Descending to Ngong Ping, you run into Po Lin Monastery and the Tian Tan Buddha. In 1906 three Chan masters (Tai Yuet, Yuet Ming, and Tun Sau) came to practice at what was then still called the “Big Thatched Hut”; in 1924 they formally renamed it “Po Lin Monastery,” opening the lineage of Hong Kong’s major Chan monasteries. In 1981 the monastery decided to build a bronze Buddha, broke ground in 1990, and consecrated it on December 29, 1993. The Tian Tan Buddha is 34 meters tall and weighs 250 tons, one of the tallest outdoor bronze seated Buddhas in the world. The structure of the Buddha’s base draws on the Hall of Prayer for Good Harvests at Beijing’s Temple of Heaven, and the Buddha faces north—because in Buddhism, “the Buddha sits facing north” to signal compassion toward the faithful in the north. From Ngong Ping square you have to climb 268 stone steps to reach the Buddha’s feet—but this stretch of steps is not counted in the Lantau Trail’s mileage; it is a free extra ritual.

Photo: Wikimedia Commons / CC BY 2.0 (Michal Osmenda).
Before the loop closes at Tai O, it passes the Tai O stilt houses. This is a walking extension off the trail—from Ngong Ping along Lantau Trail Stage 7 to Tai O takes about 3 hours. Tai O is Hong Kong’s last native water-dwelling community, where the Tanka people have settled since the early Qing, with as many as 30,000 at their peak in the 1950s.
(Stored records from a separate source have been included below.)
// -------------------------------------------------------------------------------------------------
//  Copyright (C) 2015-2026 Nautech Systems Pty Ltd. All rights reserved.
//  https://nautechsystems.io
//
//  Licensed under the GNU Lesser General Public License Version 3.0 (the "License");
//  You may not use this file except in compliance with the License.
//  You may obtain a copy of the License at https://www.gnu.org/licenses/lgpl-3.0.en.html
//
//  Unless required by applicable law or agreed to in writing, software
//  distributed under the License is distributed on an "AS IS" BASIS,
//  WITHOUT WARRANTIES OR CONDITIONS OF ANY KIND, either express or implied.
//  See the License for the specific language governing permissions and
//  limitations under the License.
// -------------------------------------------------------------------------------------------------

//! Foundational types shared by the rcachesim crates: object identifiers, timestamps,
//! the request record, and the deterministic bucket-hashing primitives used by the
//! chained hash index.

pub mod hash;
pub mod ids;
pub mod request;
pub mod time;

pub use hash::{bucket_index, mix64, stripe_count, stripe_index};
pub use ids::ObjId;
pub use request::Request;
pub use time::{RealTime, VirtualTime};
// -------------------------------------------------------------------------------------------------
//  Copyright (C) 2015-2026 Nautech Systems Pty Ltd. All rights reserved.
//  https://nautechsystems.io
//
//  Licensed under the GNU Lesser General Public License Version 3.0 (the "License");
//  You may not use this file except in compliance with the License.
//  You may obtain a copy of the License at https://www.gnu.org/licenses/lgpl-3.0.en.html
//
//  Unless required by applicable law or agreed to in writing, software
//  distributed under the License is distributed on an "AS IS" BASIS,
//  WITHOUT WARRANTIES OR CONDITIONS OF ANY KIND, either express or implied.
//  See the License for the specific language governing permissions and
//  limitations under the License.
// -------------------------------------------------------------------------------------------------

//! Plain FIFO: one queue, admission at the head, eviction at the tail, no reordering
//! on hit.

use rcachesim_core::{ObjId, RealTime, Request, VirtualTime};

use crate::index::ChainedHashIndex;
use crate::list::ListEnds;
use crate::params::CommonCacheParams;
use crate::policy::{EvictedObject, EvictionPolicy};
use crate::record::ObjectRecord;
use crate::stats::{CacheStats, EvictionAgeRecorder, NullEvictionAgeRecorder};

/// A plain FIFO eviction policy.
///
/// `R` is the eviction-age sink; it defaults to [`NullEvictionAgeRecorder`], which
/// discards every age. Use [`Fifo::with_age_recorder`] to plug in
/// [`crate::stats::VecEvictionAgeRecorder`] or a custom sink.
pub struct Fifo<R: EvictionAgeRecorder = NullEvictionAgeRecorder> {
    params: CommonCacheParams,
    index: ChainedHashIndex,
    list: ListEnds,
    stats: CacheStats,
    last_real_time: Option<RealTime>,
    age_recorder: R,
}

impl Fifo<NullEvictionAgeRecorder> {
    /// Creates an empty FIFO cache with no eviction-age recording.
    #[must_use]
    pub fn new(params: CommonCacheParams) -> Self {
        Self::with_age_recorder(params, NullEvictionAgeRecorder)
    }
}

impl<R: EvictionAgeRecorder> Fifo<R> {
    /// Creates an empty FIFO cache that reports evicted-object ages to `age_recorder`.
    #[must_use]
    pub fn with_age_recorder(params: CommonCacheParams, age_recorder: R) -> Self {
        let index = ChainedHashIndex::new(params.hashpower);
        Self {
            params,
            index,
            list: ListEnds::new(),
            stats: CacheStats::new(),
            last_real_time: None,
            age_recorder,
        }
    }

    fn charged_size(&self, obj_size: u32) -> u32 {
        obj_size + self.params.per_obj_overhead
    }
}

impl<R: EvictionAgeRecorder> EvictionPolicy for Fifo<R> {
    fn check(&mut self, id: ObjId, _update: bool) -> bool {
        // Plain FIFO never reorders on a hit; `update` has no effect.
        self.index.find(id).is_some()
    }

    fn can_insert(&self, req: &Request) -> bool {
        u64::from(self.charged_size(req.obj_size)) <= self.params.cache_size
    }

    fn needs_eviction_for(&self, req: &Request) -> bool {
        self.stats.occupied_size + u64::from(self.charged_size(req.obj_size)) > self.params.cache_size
    }

    fn insert(&mut self, req: &Request) {
        let record = Box::new(ObjectRecord::new(
            req.obj_id,
            req.obj_size,
            self.last_real_time,
            VirtualTime(self.stats.n_req),
        ));
        let handle = self.index.insert(record);
        self.list.prepend(handle);
        self.stats.record_admit(self.charged_size(req.obj_size));
    }

    fn to_evict(&self) -> Option<crate::record::RecordHandle> {
        self.list.tail
    }

    fn evict(&mut self, _req: &Request) -> Option<EvictedObject> {
        let handle = self.list.pop_tail()?;
        let obj_id = handle.obj_id();
        let obj_size = handle.obj_size();

        if let Some(create_time_real) = handle.create_time_real() {
            let real_age = self.last_real_time.map_or(0, |now| now - create_time_real);
            let virtual_age = self.stats.n_req - handle.create_time_virtual().0;
            self.age_recorder.record_eviction(Some(real_age), virtual_age);
        } else {
            let virtual_age = self.stats.n_req - handle.create_time_virtual().0;
            self.age_recorder.record_eviction(None, virtual_age);
        }

        self.index.delete_by_id(obj_id);
        self.stats.record_depart(self.charged_size(obj_size));
        log::debug!("evicted id={obj_id} size={obj_size}");
        Some(EvictedObject { obj_id, obj_size })
    }

    fn remove(&mut self, id: ObjId) -> bool {
        let Some(handle) = self.index.find(id) else {
            log::warn!("remove called for non-resident id={id}");
            return false;
        };
        let obj_size = handle.obj_size();
        self.list.unlink(handle);
        self.index.delete_by_id(id);
        self.stats.record_depart(self.charged_size(obj_size));
        true
    }

    fn stats(&self) -> &CacheStats {
        &self.stats
    }

    fn stats_mut(&mut self) -> &mut CacheStats {
        &mut self.stats
    }

    fn note_request_time(&mut self, req: &Request) {
        if let Some(real_time) = req.real_time {
            self.last_real_time = Some(real_time);
        }
    }
}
Fewer than 2,000 households still live there today. The salted-fish drying grounds on the banks, the wooden-pile stilt houses on either side of the channels, the ruins of Fu Shan fort, the San Kei bridge—they form a slice of a 1950s Hong Kong fishing village. The stilt houses are built with wooden piles driven into the seabed, their floors raised 2 meters above the tide line, and the houses connected by wooden walkways—the most typical dwelling form of Lingnan water people since the Qing dynasty. In 2000 a fire burned down half of them, and in 2003 they were rebuilt with funds raised by the community. Today these stilt houses are intangible cultural samples listed for protection by Hong Kong’s Antiquities and Monuments Office.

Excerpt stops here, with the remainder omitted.